Про кота. Давно, в детстве, у нас был кот, мы с ним любили рисовать его усы. После ужина, где бы он ни лежал ни был, я клала бумагу на пол перед ним, отсвет лампы давал тень, именно такую тень, которая бывает только в сумерках – и я рисовала усы. Какой кот сможет усидеть спокойно, когда перед ним водят карандашом? Так что мы рисовали вместе. И каждый раз усы выходили разные. Такой арт. Где-то это все, наверное, хранится. Мама обычно подбирала за мной все мои художества. Большую часть дня кот любил сидеть между стеклами (у нас тогда еще были двойные рамы, деревянные) – сидел и ловил блики, грелся.
С котом я любила кувыркаться – клала его себе на живот и кувыркалась – вперед и назад – он еще котенком к этому привык и сидел тихо, только иногда урчал. Мне казалось, что так я качусь куда–то далеко, незнакомой дорогой, зато внутри у меня, определенно, – домашнее тепло, уют, что-то крайне важное, сытое, и никуда оно деться не может.

Считать песчинки перья голубей

К Шончику в мастерскую приходят растрепанные дружочки–музыканты, отцовские знакомцы заглядывают, мы выпиваем то, что приносят и те и другие, и идем в Банку – круглый подвал с узким горлышком-лестницей, слушаем там джазец и как другие лохматые шончиковы дружочки-распустехи читают свои разбитные стишки.
Перед тем как попасть в ад, папа подарил мне фотоаппарат. Бросив рисовать кошачьи усы, я стала снимать все подряд – чтобы лучше понять, что, как  и как же так. Например, я снимала свои тапочки в 7.30, в 7.45 и 10.59. Я хотела узнать, в чем дело, в чем суть, в чем разница. Что во вселенной повернулось, пока они вот так стоят себе мирно мордами в стенку? Почему что-то может настолько радикально измениться и изменить тебе, и когда это происходит. Я очень хотела бы поймать момент. Что-то бы шевельнулось. Какое–то движение в густом воздухе. Тогда бы, может, я успокоилась.

Щербинки на асфальте

Я смотрю на картины Шонера-старшего. Это хорошие картины, и правда. Там есть синяя ваза с желтыми цветами, чудно расположенная в пространстве, как будто человек летит без лишних, отягчающих его голову мыслей и эту вазу видит. Замечательно зеленый угол кухни и девушка на табуретке над чашкой чая вполоборота – взлохмаченная, сонная. Бродячая, облезлая, жалкая собака в холодном осеннем лесу – когда снег еще не выпал, а благодать уже ушла.

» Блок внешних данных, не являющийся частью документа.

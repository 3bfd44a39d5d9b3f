//! Search command handler.

use std::sync::Arc;

use branchblog_core::SearchRequest;
use branchblog_engine::PostStore;
use branchblog_search::PostStoreSearchExt;

use crate::{Output, Result};

/// Handle Search command.
pub fn search(store: &Arc<PostStore>, query: Option<String>, tag: Option<String>) -> Result<Output> {
    let response = store.query().search(&SearchRequest { query, tag });
    Ok(Output::Search(response))
}
//! Search over live posts.

use crate::common::*;
use branchblog_core::SearchRequest;
use branchblog_search::{search_posts, PostStoreSearchExt};

fn seeded() -> std::sync::Arc<PostStore> {
    let store = new_store();
    store
        .create(NewPost::new("Rust ownership", "Borrowing rules").with_tags(["lang", "Systems"]))
        .unwrap();
    store
        .create(NewPost::new("Gardening", "Tomatoes in July").with_tags(["outdoors"]))
        .unwrap();
    store
        .create(NewPost::new("Garden tools", "A rusty rake").with_tags(["outdoors", "tools"]))
        .unwrap();
    store
}

fn ids(resp: &branchblog_core::SearchResponse) -> Vec<u64> {
    resp.hits.iter().map(|p| p.id.as_u64()).collect()
}

#[test]
fn empty_query_and_tag_equal_listing() {
    let store = seeded();
    store.soft_delete(PostId::new(1)).unwrap();

    let resp = store.query().search(&SearchRequest::all());
    assert_eq!(resp.hits, store.list());
    assert_eq!(resp.count, 2);
}

#[test]
fn query_is_case_insensitive_over_title_content_and_tags() {
    let store = seeded();
    let q = store.query();
    assert_eq!(ids(&q.search_by(Some("RUST"), None)), vec![0, 2]);
    assert_eq!(ids(&q.search_by(Some("systems"), None)), vec![0]);
    assert_eq!(ids(&q.search_by(Some("tomatoes"), None)), vec![1]);
    assert!(q.search_by(Some("zebra"), None).hits.is_empty());
}

#[test]
fn tag_filter_is_exact_membership_anded_with_query() {
    let store = seeded();
    let q = store.query();
    assert_eq!(ids(&q.search_by(None, Some("OUTDOORS"))), vec![1, 2]);
    // Membership, not substring
    assert!(q.search_by(None, Some("out")).hits.is_empty());
    assert_eq!(ids(&q.search_by(Some("rake"), Some("outdoors"))), vec![2]);
    assert!(q.search_by(Some("rake"), Some("lang")).hits.is_empty());
}

#[test]
fn deleted_posts_never_match() {
    let store = seeded();
    store.soft_delete(PostId::new(0)).unwrap();
    let resp = store.read(|posts| search_posts(posts, &SearchRequest::text("rust")));
    assert_eq!(ids(&resp), vec![2]);
}

#[test]
fn forks_are_searchable_with_inherited_tags() {
    let store = seeded();
    store
        .fork(ForkRequest::of(0u64).with_content("Lifetimes"))
        .unwrap();
    let q = store.query();
    assert_eq!(ids(&q.search_by(None, Some("lang"))), vec![0, 3]);
    assert_eq!(ids(&q.search_by(Some("lifetimes"), None)), vec![3]);
}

Шонер-старший явно по жизни словил то, что не удалось мне – он обрел особый язык. Шонер говорил с миром, забравшись на табурет, сверху, ясно, громко, ровным, легким голосом, без провинциального акцента, нежно, славно и продуманно. Да, чуйка у него была где надо. Он вещал, и мир его слушал. Мир его понимал. Ну, по крайней мере, я–то уж точно. Хотя на моих фотографиях горизонт был всегда безнадежно завален, а композиция ютилась в каком-нибудь углу и хныкала.

Капли на окне

Шончик вырос как травка – папа пьет и пишет, мама по деревенским чердакам рыщет старину – кучерявая такая травка, солнечная, веселая, нос с мягонькой горбинкой. Однако же Шончик мечтает распустить бутоны и дать цветение. Он тоже пишет и музыку, и стишки, и рисует помаленьку – но как-то все сбоку, в основном он делает ничего, ленится, трындит, тусит, и мы с ним играем вот в какую игру:
– Если бы Терри Пратчетт был мамой, а Тарантино папой, что бы у них родилось?
– А если бы Басе был мамой, а Курт Кобейн папой?
– Ты извращенец.
– Однозначно извращенец – и Шончик лезет целоваться.
Еще мы ведем вот такие разговоры:
– Айрис Мердок просто не могла остановиться. Писала, и писала, и писала. Море, море, единорог, бегство от волшебника – женщины там творят какие-то странные вещи во вполне обычной себе жизни. А сама Айрис жила куда как скучно.
– Муж и бумага, бумага и муж.
– И этот ее Миша Фокс – какой к черту волшебник? Нет, не видела она волшебников. Это чувствуется.
– Не видела. Редко кто пишет о том, что видел. А ты думаешь, Моррисон, например, часто видел ящериц? – я ем варенье прямо руками, слизываю с пальцев, я неряха, я не расчесывалась неделю, да какое там – я таблицу умножения не помню.
У меня уже все платье пропахло этими абрикосами. Я давно его забросила и хожу в шончиковой рубашке, вернее, в рубашке его отца. И без трусов. Зачем трусы?
– Сароян видел свою кудрявую черную башку?
Я мажу вареньем нос бюста Мао Цзе Дуна и мы, довольные собой и вообще человеческим климатом в шончиковом разваливающемся доме, начинаем новую игру.
– Джером Джером видел чертов английский снобизм?
– Чертов английский снобизм на чертовой Темзе, где плавают дохлые кошки и пескари.
– Миша Коллинз видел Тибет?
– Что Миша Коллинз точно мноооого раз видел — так это свою вязаную шапочку с ушками — в Facebooke — смотри.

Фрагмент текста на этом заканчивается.